The security tool in Microsoft Dynamics AX Security 2012 R3 is built to help organizations create and manage secure ERP implementations. Illustrated with MorphX, X++ coding, snapshots, and figures, this chapter intends to provide you with the basics to transform the knowledge to seamlessly implement security configurations into practical steps that are needed to develop an efficient security environment. In this chapter, we will broadly look at:
Introducing the MorphX development tool
Developing a security artifact using AOT
Validating and testing a security privilege
Applying a configuration key
By going through this chapter, you will briefly know the fundamentals and security concepts in the Microsoft Dynamics AX product.
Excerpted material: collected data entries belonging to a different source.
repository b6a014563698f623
pub mod logger;
pub mod trace;
use serde::Serialize;
use sha1::{Digest, Sha1};
use std::time::{SystemTime, UNIX_EPOCH};

/// One record per generate request, written as a JSON line.
#[derive(Debug, Clone, Serialize)]
pub struct GenerationTrace {
    pub timestamp_ms: u128,

    pub framework: String,
    pub pattern: Option<String>,

    pub element_source: Option<String>,
    pub element_count: usize,
    pub screenshot_sha1: Option<String>,

    pub outcome: String,
    pub error_kind: Option<String>,
    pub duration_ms: u128,
}

impl GenerationTrace {
    pub fn now(framework: &str, pattern: Option<&str>) -> Self {
        Self {
            timestamp_ms: SystemTime::now()
                .duration_since(UNIX_EPOCH)
                .map(|d| d.as_millis())
                .unwrap_or_default(),
            framework: framework.to_string(),
            pattern: pattern.map(str::to_string),
            element_source: None,
            element_count: 0,
            screenshot_sha1: None,
            outcome: "pending".to_string(),
            error_kind: None,
            duration_ms: 0,
        }
    }

    pub fn record_source(&mut self, source: &str, count: usize) {
        self.element_source = Some(source.to_string());
        self.element_count = count;
    }

    pub fn record_screenshot(&mut self, bytes: &[u8]) {
        self.screenshot_sha1 = Some(fingerprint(bytes));
    }

    pub fn succeeded(mut self, duration_ms: u128) -> Self {
        self.outcome = "success".to_string();
        self.duration_ms = duration_ms;
        self
    }

    pub fn failed(mut self, kind: &str, duration_ms: u128) -> Self {
        self.outcome = "failure".to_string();
        self.error_kind = Some(kind.to_string());
        self.duration_ms = duration_ms;
        self
    }
}

/// Hex SHA-1 of the screenshot bytes.
pub fn fingerprint(bytes: &[u8]) -> String {
    let digest = Sha1::digest(bytes);
    digest.iter().map(|b| format!("{:02x}", b)).collect()
}
use std::path::Path;
use std::sync::Arc;
use std::time::{Duration, Instant};

use serde::{Deserialize, Serialize};
use tracing::{debug, info, warn};

use crate::generation::backend::{GENERATION_SERVICE, TextInference};
use crate::prompt::builder::PromptBuilder;
use crate::prompt::framework::Framework;
use crate::screen::changes::{ElementChanges, compare_elements};
use crate::screen::classifier::Classifier;
use crate::screen::screen_model::UiElement;
use crate::service::error::ScriptError;
use crate::service::request::{GenerateRequest, ScreenshotSource, parse_predefined_elements};
use crate::templates::registry::{PatternSummary, TemplateRegistry};
use crate::trace::logger::TraceLogger;
use crate::trace::trace::GenerationTrace;
use crate::vision::client::{VISION_SERVICE, VisionBackend};
use crate::vision::image_check::inspect_screenshot;

/// Upper bounds for the two external round-trips.
#[derive(Debug, Clone, Copy, PartialEq, Eq, Serialize, Deserialize)]
#[serde(default)]
pub struct ServiceTimeouts {
    pub vision_secs: u64,
    pub generation_secs: u64,
}

impl Default for ServiceTimeouts {
    fn default() -> Self {
        Self {
            vision_secs: 30,
            generation_secs: 120,
        }
    }
}

// ============================================================================
// ScriptService: elements -> prompt -> generation -> combined script
// ============================================================================

/// Stateless per request; collaborators are injected once at startup and shared.
pub struct ScriptService {
    registry: Arc<TemplateRegistry>,
    classifier: Classifier,
    vision: Arc<dyn VisionBackend>,
    generator: Arc<dyn TextInference>,
    timeouts: ServiceTimeouts,
    tracer: TraceLogger,
}

impl ScriptService {
    pub fn new(
        registry: Arc<TemplateRegistry>,
        classifier: Classifier,
        vision: Arc<dyn VisionBackend>,
        generator: Arc<dyn TextInference>,
    ) -> Self {
        Self {
            registry,
            classifier,
            vision,
            generator,
            timeouts: ServiceTimeouts::default(),
            tracer: TraceLogger::disabled(),
        }
    }

    pub fn with_timeouts(mut self, timeouts: ServiceTimeouts) -> Self {
        self.timeouts = timeouts;
        self
    }

    pub fn with_tracer(mut self, tracer: TraceLogger) -> Self {
        self.tracer = tracer;
        self
    }

    pub fn list_patterns(&self, framework: &str) -> Vec<PatternSummary> {
        self.registry.list_patterns(framework)
    }

    /// Run one request end to end. Uploaded screenshots are removed on every
    /// exit path; a failed removal is only logged.
    pub async fn generate(&self, request: GenerateRequest) -> Result<String, ScriptError> {
        let started = Instant::now();
        let mut trace = GenerationTrace::now(&request.framework, request.pattern_id());

        let result = self.run(&request, &mut trace).await;
        release_screenshot(request.screenshot);

        let elapsed = started.elapsed().as_millis();
        let trace = match &result {
            Ok(script) => {
                info!(
                    "generated {} script ({} chars) in {}ms",
                    request.framework,
                    script.len(),
                    elapsed
                );
                trace.succeeded(elapsed)
            }
            Err(e) => {
                warn!("script generation failed [{}]: {}", e.kind(), e);
                trace.failed(e.kind(), elapsed)
            }
        };
        self.tracer.log(&trace).await;

        result
    }

    async fn run(
        &self,
        request: &GenerateRequest,
        trace: &mut GenerationTrace,
    ) -> Result<String, ScriptError> {
        if request.framework.trim().is_empty() {
            return Err(ScriptError::validation(
                "framework is required (XCUITest, Espresso or Playwright)",
            ));
        }
        let framework: Framework = request.framework.parse()?;

        if let Some(screenshot) = &request.screenshot {
            let path = screenshot.path();
            if !path.exists() {
                return Err(ScriptError::validation(format!(
                    "Screenshot file not found at path: {}",
                    path.display()
                )));
            }
        }

        let elements = self.resolve_elements(request, trace).await?;
        if elements.is_empty() {
            return Err(ScriptError::NoElementsDetected);
        }
        debug!("{} elements for {} generation", elements.len(), framework);

        let prompt = PromptBuilder::new(&self.registry).build(
            &elements,
            &request.use_case,
            framework,
            request.pattern_id(),
        );
        let generated = self.call_generator(&prompt).await?;

        let template = self.pattern_template(framework, request.pattern_id());
        Ok(combine_scripts(template, &generated))
    }

    /// Predefined elements win over screenshot analysis, even when empty.
    pub async fn resolve_elements(
        &self,
        request: &GenerateRequest,
        trace: &mut GenerationTrace,
    ) -> Result<Vec<UiElement>, ScriptError> {
        if let Some(json) = request.predefined_json() {
            let elements = parse_predefined_elements(json)?;
            debug!("using {} predefined elements", elements.len());
            trace.record_source("predefined", elements.len());
            return Ok(elements);
        }

        if let Some(screenshot) = &request.screenshot {
            let bytes = read_screenshot(screenshot.path()).await?;
            trace.record_screenshot(&bytes);
            let elements = self.analyze_bytes(&bytes).await?;
            trace.record_source("screenshot", elements.len());
            return Ok(elements);
        }

        Ok(Vec::new())
    }

    /// Vision + classifier stages only.
    pub async fn analyze_screenshot(&self, path: &Path) -> Result<Vec<UiElement>, ScriptError> {
        let bytes = read_screenshot(path).await?;
        self.analyze_bytes(&bytes).await
    }

    /// Analyse two screenshots of the same screen and report which elements
    /// appeared or disappeared between them.
    pub async fn compare_screenshots(
        &self,
        before: &Path,
        after: &Path,
    ) -> Result<ElementChanges, ScriptError> {
        let (before_elements, after_elements) =
            tokio::try_join!(self.analyze_screenshot(before), self.analyze_screenshot(after))?;

        let changes = compare_elements(&before_elements, &after_elements);
        info!(
            "compared screenshots: {} added, {} removed",
            changes.added.len(),
            changes.removed.len()
        );
        Ok(changes)
    }

    async fn analyze_bytes(&self, bytes: &[u8]) -> Result<Vec<UiElement>, ScriptError> {
        let frame = inspect_screenshot(bytes)?;
        debug!("screenshot {}x{}", frame.width, frame.height);

        let seconds = self.timeouts.vision_secs;
        let result = tokio::time::timeout(Duration::from_secs(seconds), self.vision.annotate(bytes))
            .await
            .map_err(|_| ScriptError::Timeout {
                service: VISION_SERVICE.to_string(),
                seconds,
            })??;

        Ok(self.classifier.classify(&result, Some(frame)))
    }

    async fn call_generator(&self, prompt: &str) -> Result<String, ScriptError> {
        let seconds = self.timeouts.generation_secs;
        tokio::time::timeout(Duration::from_secs(seconds), self.generator.infer_text(prompt))
            .await
            .map_err(|_| ScriptError::Timeout {
                service: GENERATION_SERVICE.to_string(),
                seconds,
            })?
    }

    /// Best effort: a missing pattern just means no scaffold.
    fn pattern_template(&self, framework: Framework, pattern: Option<&str>) -> &'static str {
        let Some(pattern) = pattern else {
            return "";
        };
        let skeleton = self.registry.skeleton(framework.as_str(), pattern);
        if skeleton.is_empty() {
            warn!("pattern '{}' not found for framework '{}'", pattern, framework);
        }
        skeleton
    }
}

/// Prefix the generated code with the pattern skeleton under labeled separators.
pub fn combine_scripts(template: &str, generated: &str) -> String {
    let template = template.trim_start_matches('\n');
    if template.trim().is_empty() {
        return generated.to_string();
    }

    format!(
        "// Template Pattern:\n{}\n\n// Generated Implementation:\n{}",
        template, generated
    )
}

async fn read_screenshot(path: &Path) -> Result<Vec<u8>, ScriptError> {
    tokio::fs::read(path)
        .await
        .map_err(|source| ScriptError::FileSystem {
            path: path.to_path_buf(),
            source,
        })
}

fn release_screenshot(screenshot: Option<ScreenshotSource>) {
    if let Some(ScreenshotSource::Upload(temp)) = screenshot {
        let path = temp.to_path_buf();
        match temp.close() {
            Ok(()) => debug!("removed upload {}", path.display()),
            Err(e) => warn!("could not delete temporary screenshot {}: {}", path.display(), e),
        }
    }
}
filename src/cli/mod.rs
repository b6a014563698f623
pub mod commands;
pub mod config;
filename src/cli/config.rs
use std::sync::Arc;

use clap::{Parser, Subcommand};
use serde::{Deserialize, Serialize};
use tracing::{debug, warn};

use crate::generation::backend::{
    DEFAULT_GEMINI_ENDPOINT, DEFAULT_GEMINI_MODEL, DEFAULT_OLLAMA_ENDPOINT, DEFAULT_OLLAMA_MODEL,
    GeminiBackend, MockTextInference, OllamaBackend, TextInference,
};
use crate::screen::classifier::Classifier;
use crate::service::error::ScriptError;
use crate::service::script_service::{ScriptService, ServiceTimeouts};
use crate::templates::registry::TemplateRegistry;
use crate::trace::logger::TraceLogger;
use crate::vision::client::{
    DEFAULT_VISION_ENDPOINT, DisabledVisionBackend, FixtureVisionBackend, GoogleVisionBackend,
    VisionBackend,
};
use crate::vision::heuristics::HeuristicsConfig;

pub const DEFAULT_CONFIG_PATH: &str = "screen-script.yaml";
pub const DEFAULT_PORT: u16 = 5000;

// ============================================================================
// CLI Argument Parsing (clap derive)
// ============================================================================

#[derive(Parser, Debug)]
#[command(
    name = "screen-script",
    version,
    about = "Generate UI test scripts from screenshots or element lists"
)]
pub struct Cli {
    #[command(subcommand)]
    pub command: Commands,

    /// Verbosity level (-v, -vv)
    #[arg(short, long, action = clap::ArgAction::Count, global = true)]
    pub verbose: u8,

    /// Path to config file (default: screen-script.yaml in current dir)
    #[arg(long, global = true)]
    pub config: Option<String>,
}

#[derive(Subcommand, Debug)]
pub enum Commands {
    /// Run the HTTP service
    Serve {
        #[arg(long)]
        host: Option<String>,

        #[arg(long)]
        port: Option<u16>,
    },

    /// Generate one test script and print it (or write it to --output)
    Generate {
        /// XCUITest, Espresso or Playwright
        #[arg(long)]
        framework: String,

        /// Pattern id from the template registry
        #[arg(long)]
        pattern: Option<String>,

        /// Free-text description of the flow under test
        #[arg(long, default_value = "")]
        use_case: String,

        /// Screenshot to analyse
        #[arg(long)]
        screenshot: Option<String>,

        /// JSON file with predefined elements (takes precedence over --screenshot)
        #[arg(long)]
        elements: Option<String>,

        #[arg(short, long)]
        output: Option<String>,
    },

    /// List the registered patterns of a framework
    Patterns {
        #[arg(long)]
        framework: String,
    },

    /// Print the classified elements of a screenshot as JSON
    Analyze {
        #[arg(long)]
        screenshot: String,
    },

    /// Report elements added or removed between two screenshots
    Compare {
        #[arg(long)]
        before: String,

        #[arg(long)]
        after: String,
    },
}

// ============================================================================
// Config File Model (optional YAML)
// ============================================================================

/// Optional YAML config file: `screen-script.yaml`
#[derive(Debug, Clone, Default, Serialize, Deserialize)]
pub struct AppConfig {
    #[serde(default)]
    pub server: ServerConfig,
    #[serde(default)]
    pub vision: VisionConfig,
    #[serde(default)]
    pub generation: GenerationConfig,
    #[serde(default)]
    pub heuristics: HeuristicsConfig,
    #[serde(default)]
    pub timeouts: ServiceTimeouts,
    #[serde(default)]
    pub trace: TraceConfig,
}

#[derive(Debug, Clone, Serialize, Deserialize)]
pub struct ServerConfig {
    #[serde(default = "default_host")]
    pub host: String,

    pub port: Option<u16>,

    #[serde(default = "default_upload_dir")]
    pub upload_dir: String,

    #[serde(default = "default_max_upload_bytes")]
    pub max_upload_bytes: usize,
}

impl Default for ServerConfig {
    fn default() -> Self {
        Self {
            host: default_host(),
            port: None,
            upload_dir: default_upload_dir(),
            max_upload_bytes: default_max_upload_bytes(),
        }
    }
}

#[derive(Debug, Clone, Serialize, Deserialize)]
pub struct VisionConfig {
    /// google, fixture or none
    #[serde(default = "default_vision_provider")]
    pub provider: String,
    pub api_key: Option<String>,
    pub endpoint: Option<String>,
    pub fixture: Option<String>,
}

impl Default for VisionConfig {
    fn default() -> Self {
        Self {
            provider: default_vision_provider(),
            api_key: None,
            endpoint: None,
            fixture: None,
        }
    }
}

#[derive(Debug, Clone, Serialize, Deserialize)]
pub struct GenerationConfig {
    /// gemini, ollama or mock
    #[serde(default = "default_generation_provider")]
    pub provider: String,
    pub api_key: Option<String>,
    pub model: Option<String>,
    pub endpoint: Option<String>,
    pub mock_response: Option<String>,
}

impl Default for GenerationConfig {
    fn default() -> Self {
        Self {
            provider: default_generation_provider(),
            api_key: None,
            model: None,
            endpoint: None,
            mock_response: None,
        }
    }
}

#[derive(Debug, Clone, Default, Serialize, Deserialize)]
pub struct TraceConfig {
    pub path: Option<String>,
}

// Serde default helpers
fn default_host() -> String { "0.0.0.0".to_string() }
fn default_upload_dir() -> String { "uploads".to_string() }
fn default_max_upload_bytes() -> usize { 50 * 1024 * 1024 }
fn default_vision_provider() -> String { "google".to_string() }
fn default_generation_provider() -> String { "gemini".to_string() }

// ============================================================================
// Config File Loading
// ============================================================================

/// Load config from a YAML file. Returns defaults if file is missing or malformed.
pub fn load_config(path: Option<&str>) -> AppConfig {
    let config_path = path.unwrap_or(DEFAULT_CONFIG_PATH);
    match std::fs::read_to_string(config_path) {
        Ok(content) => serde_yaml::from_str(&content).unwrap_or_else(|e| {
            warn!("ignoring malformed config '{}': {}", config_path, e);
            AppConfig::default()
        }),
        Err(_) => {
            debug!("no config at '{}', using defaults", config_path);
            AppConfig::default()
        }
    }
}

// ============================================================================
// Setting resolution: CLI > config file > environment > default
// ============================================================================

pub fn resolve_port(cli: Option<u16>, config: &AppConfig) -> u16 {
    cli.or(config.server.port)
        .or_else(|| std::env::var("PORT").ok().and_then(|p| p.parse().ok()))
        .unwrap_or(DEFAULT_PORT)
}

pub fn resolve_host(cli: Option<&str>, config: &AppConfig) -> String {
    cli.map(str::to_string)
        .unwrap_or_else(|| config.server.host.clone())
}

fn env_key(name: &str) -> Option<String> {
    std::env::var(name).ok().filter(|k| !k.trim().is_empty())
}

fn generation_key(config: &GenerationConfig) -> Option<String> {
    config.api_key.clone().or_else(|| env_key("GOOGLE_AI_KEY"))
}

fn vision_key(config: &VisionConfig) -> Option<String> {
    config
        .api_key
        .clone()
        .or_else(|| env_key("GOOGLE_VISION_API_KEY"))
        .or_else(|| env_key("GOOGLE_AI_KEY"))
}

// ============================================================================
// Backend builders
// ============================================================================

pub fn build_vision(
    config: &VisionConfig,
    timeout_secs: u64,
) -> Result<Arc<dyn VisionBackend>, ScriptError> {
    match config.provider.as_str() {
        "google" => match vision_key(config) {
            Some(key) => {
                let endpoint = config.endpoint.as_deref().unwrap_or(DEFAULT_VISION_ENDPOINT);
                Ok(Arc::new(GoogleVisionBackend::new(endpoint, &key, timeout_secs)?))
            }
            None => {
                warn!("no vision API key set; screenshot analysis is disabled");
                Ok(Arc::new(DisabledVisionBackend))
            }
        },
        "fixture" => {
            let path = config.fixture.as_deref().ok_or_else(|| {
                ScriptError::validation("vision.fixture must be set for the fixture provider")
            })?;
            Ok(Arc::new(FixtureVisionBackend::new(path)))
        }
        "none" => Ok(Arc::new(DisabledVisionBackend)),
        other => Err(ScriptError::validation(format!(
            "Unknown vision provider '{}'",
            other
        ))),
    }
}

pub fn build_generator(
    config: &GenerationConfig,
    timeout_secs: u64,
) -> Result<Arc<dyn TextInference>, ScriptError> {
    match config.provider.as_str() {
        "gemini" => {
            let key = generation_key(config).ok_or_else(|| {
                ScriptError::validation("GOOGLE_AI_KEY (or generation.api_key) is required for gemini")
            })?;
            let endpoint = config.endpoint.as_deref().unwrap_or(DEFAULT_GEMINI_ENDPOINT);
            let model = config.model.as_deref().unwrap_or(DEFAULT_GEMINI_MODEL);
            Ok(Arc::new(GeminiBackend::new(endpoint, model, &key, timeout_secs)?))
        }
        "ollama" => {
            let endpoint = config.endpoint.as_deref().unwrap_or(DEFAULT_OLLAMA_ENDPOINT);
            let model = config.model.as_deref().unwrap_or(DEFAULT_OLLAMA_MODEL);
            Ok(Arc::new(OllamaBackend::new(endpoint, model, timeout_secs)?))
        }
        "mock" => {
            let response = config.mock_response.as_deref().unwrap_or("// generated test");
            Ok(Arc::new(MockTextInference::new(response)))
        }
        other => Err(ScriptError::validation(format!(
            "Unknown generation provider '{}'",
            other
        ))),
    }
}

/// Wire the service from a resolved config.
pub fn build_service(config: &AppConfig) -> Result<ScriptService, ScriptError> {
    let vision = build_vision(&config.vision, config.timeouts.vision_secs)?;
    let generator = build_generator(&config.generation, config.timeouts.generation_secs)?;

    let mut service = ScriptService::new(
        Arc::new(TemplateRegistry::builtin()),
        Classifier::new(config.heuristics.clone()),
        vision,
        generator,
    )
    .with_timeouts(config.timeouts);

    if let Some(path) = &config.trace.path {
        service = service.with_tracer(TraceLogger::new(path));
    }

    Ok(service)
}
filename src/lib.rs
pub mod cli;
pub mod generation;
pub mod prompt;
pub mod screen;
pub mod server;
pub mod service;
pub mod templates;
pub mod trace;
pub mod vision;
pub mod registry;
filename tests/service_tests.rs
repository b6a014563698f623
use std::sync::Arc;
use std::time::Duration;

use async_trait::async_trait;
use image::ImageFormat;
use screen_script::generation::backend::{MockTextInference, TextInference};
use screen_script::screen::screen_model::{ElementType, ScreenPosition};
use screen_script::service::error::{NO_ELEMENTS_MESSAGE, ScriptError};
use screen_script::service::request::{
    GenerateRequest, ScreenshotSource, parse_predefined_elements,
};
use screen_script::service::script_service::{ServiceTimeouts, combine_scripts};
use screen_script::templates::registry::TemplateRegistry;
use screen_script::trace::logger::TraceLogger;
use screen_script::trace::trace::fingerprint;
use screen_script::vision::client::{DisabledVisionBackend, FixtureVisionBackend, VisionBackend};
use screen_script::vision::image_check::inspect_screenshot;
use screen_script::vision::vision_model::{AnnotateResult, ImageFrame};

mod common;
use common::{
    GENERATED, LOGIN_ELEMENTS_JSON, annotate, image_bytes, login_annotation, mock_service,
    png_bytes, service_with, span,
};

struct SlowGenerator;

#[async_trait]
impl TextInference for SlowGenerator {
    async fn infer_text(&self, _prompt: &str) -> Result<String, ScriptError> {
        tokio::time::sleep(Duration::from_secs(30)).await;
        Ok("too late".to_string())
    }
}

struct FailingGenerator;

#[async_trait]
impl TextInference for FailingGenerator {
    async fn infer_text(&self, _prompt: &str) -> Result<String, ScriptError> {
        Err(ScriptError::external("generation", "quota exceeded"))
    }
}

struct SlowVision;

#[async_trait]
impl VisionBackend for SlowVision {
    async fn annotate(&self, _image: &[u8]) -> Result<AnnotateResult, ScriptError> {
        tokio::time::sleep(Duration::from_secs(30)).await;
        Ok(AnnotateResult::default())
    }
}

fn short_timeouts() -> ServiceTimeouts {
    ServiceTimeouts {
        vision_secs: 1,
        generation_secs: 1,
    }
}

// =========================================================================
// Happy paths
// =========================================================================

#[tokio::test]
async fn predefined_elements_with_pattern_prefix_skeleton() {
    let service = mock_service(AnnotateResult::default());
    let request = GenerateRequest::new("Playwright")
        .with_use_case("Log in")
        .with_pattern("pageObjectModel")
        .with_predefined_elements(LOGIN_ELEMENTS_JSON);

    let script = service.generate(request).await.unwrap();

    let skeleton = TemplateRegistry::builtin().skeleton("Playwright", "pageObjectModel");
    let expected = format!(
        "// Template Pattern:\n{}\n\n// Generated Implementation:\n{}",
        skeleton.trim_start_matches('\n'),
        GENERATED
    );
    assert_eq!(script, expected);
}

#[tokio::test]
async fn missing_or_unknown_pattern_returns_generated_text_only() {
    let service = mock_service(AnnotateResult::default());

    let plain = GenerateRequest::new("Espresso").with_predefined_elements(LOGIN_ELEMENTS_JSON);
    assert_eq!(service.generate(plain).await.unwrap(), GENERATED);

    let unknown = GenerateRequest::new("Espresso")
        .with_pattern("pageObjectModel")
        .with_predefined_elements(LOGIN_ELEMENTS_JSON);
    assert_eq!(service.generate(unknown).await.unwrap(), GENERATED);
}

#[tokio::test]
async fn screenshot_is_classified_when_no_elements_given() {
    let dir = tempfile::tempdir().unwrap();
    let path = dir.path().join("login.png");
    std::fs::write(&path, png_bytes(200, 200)).unwrap();

    let service = mock_service(login_annotation());
    let elements = service.analyze_screenshot(&path).await.unwrap();

    let summary: Vec<(&str, ElementType)> = elements
        .iter()
        .map(|e| (e.text.as_str(), e.element_type))
        .collect();
    assert_eq!(
        summary,
        vec![("Sign In", ElementType::StaticText), ("Email", ElementType::TextField)]
    );
    assert_eq!(elements[0].visual_context.position, ScreenPosition::Header);

    let request = GenerateRequest::new("XCUITest")
        .with_screenshot(ScreenshotSource::Path(path.clone()));
    assert_eq!(service.generate(request).await.unwrap(), GENERATED);
    assert!(path.exists(), "Caller-owned screenshots are left alone");
}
The security architecture in the Microsoft Dynamics AX product consists of the infrastructure security and the application security (https://technet.microsoft.com):
The different blocks in this architecture are as follows:
Infrastructure security: The Microsoft Dynamics AX infrastructure is based on the following features:
Active Directory services
Integrated windows authentication
Computer networking
Secured servers' machine
Application security: Application security has the same features as those listed for infrastructure security and includes the following additional features:
Active Directory users added to Microsoft Dynamics AX and granted access to use the application
Domains that are groups of the company accounts in Dynamics AX
Record-level security to restrict or permit users to access specific fields and tables
Security keys that allow users to access specific forms, reports, or menus
By focusing on application security, we are going to break it down into the following points that should be considered when securing the Dynamics AX server:
Application file server: The application files should be restricted to the application object server domain account
Database server: The database server should be secured using the recommended SQL server security solution
Application Object Server (AOS): The AOS should be restricted to the log directory for only the AOS account directory and the administrator
Enterprise Portal: Securing the Enterprise Portal starts with Microsoft Internet Information Services (IIS) using the Secure Sockets Layer (SSL) and another built-in feature called Business Connector
This is the high-level security architecture of the Microsoft Dynamics AX product that you should gain knowledge about before proceeding to the security features that enable administrators, technical consultants, and programmers to secure the application. We are going step by step to deliver proper experience and practices through this chapter.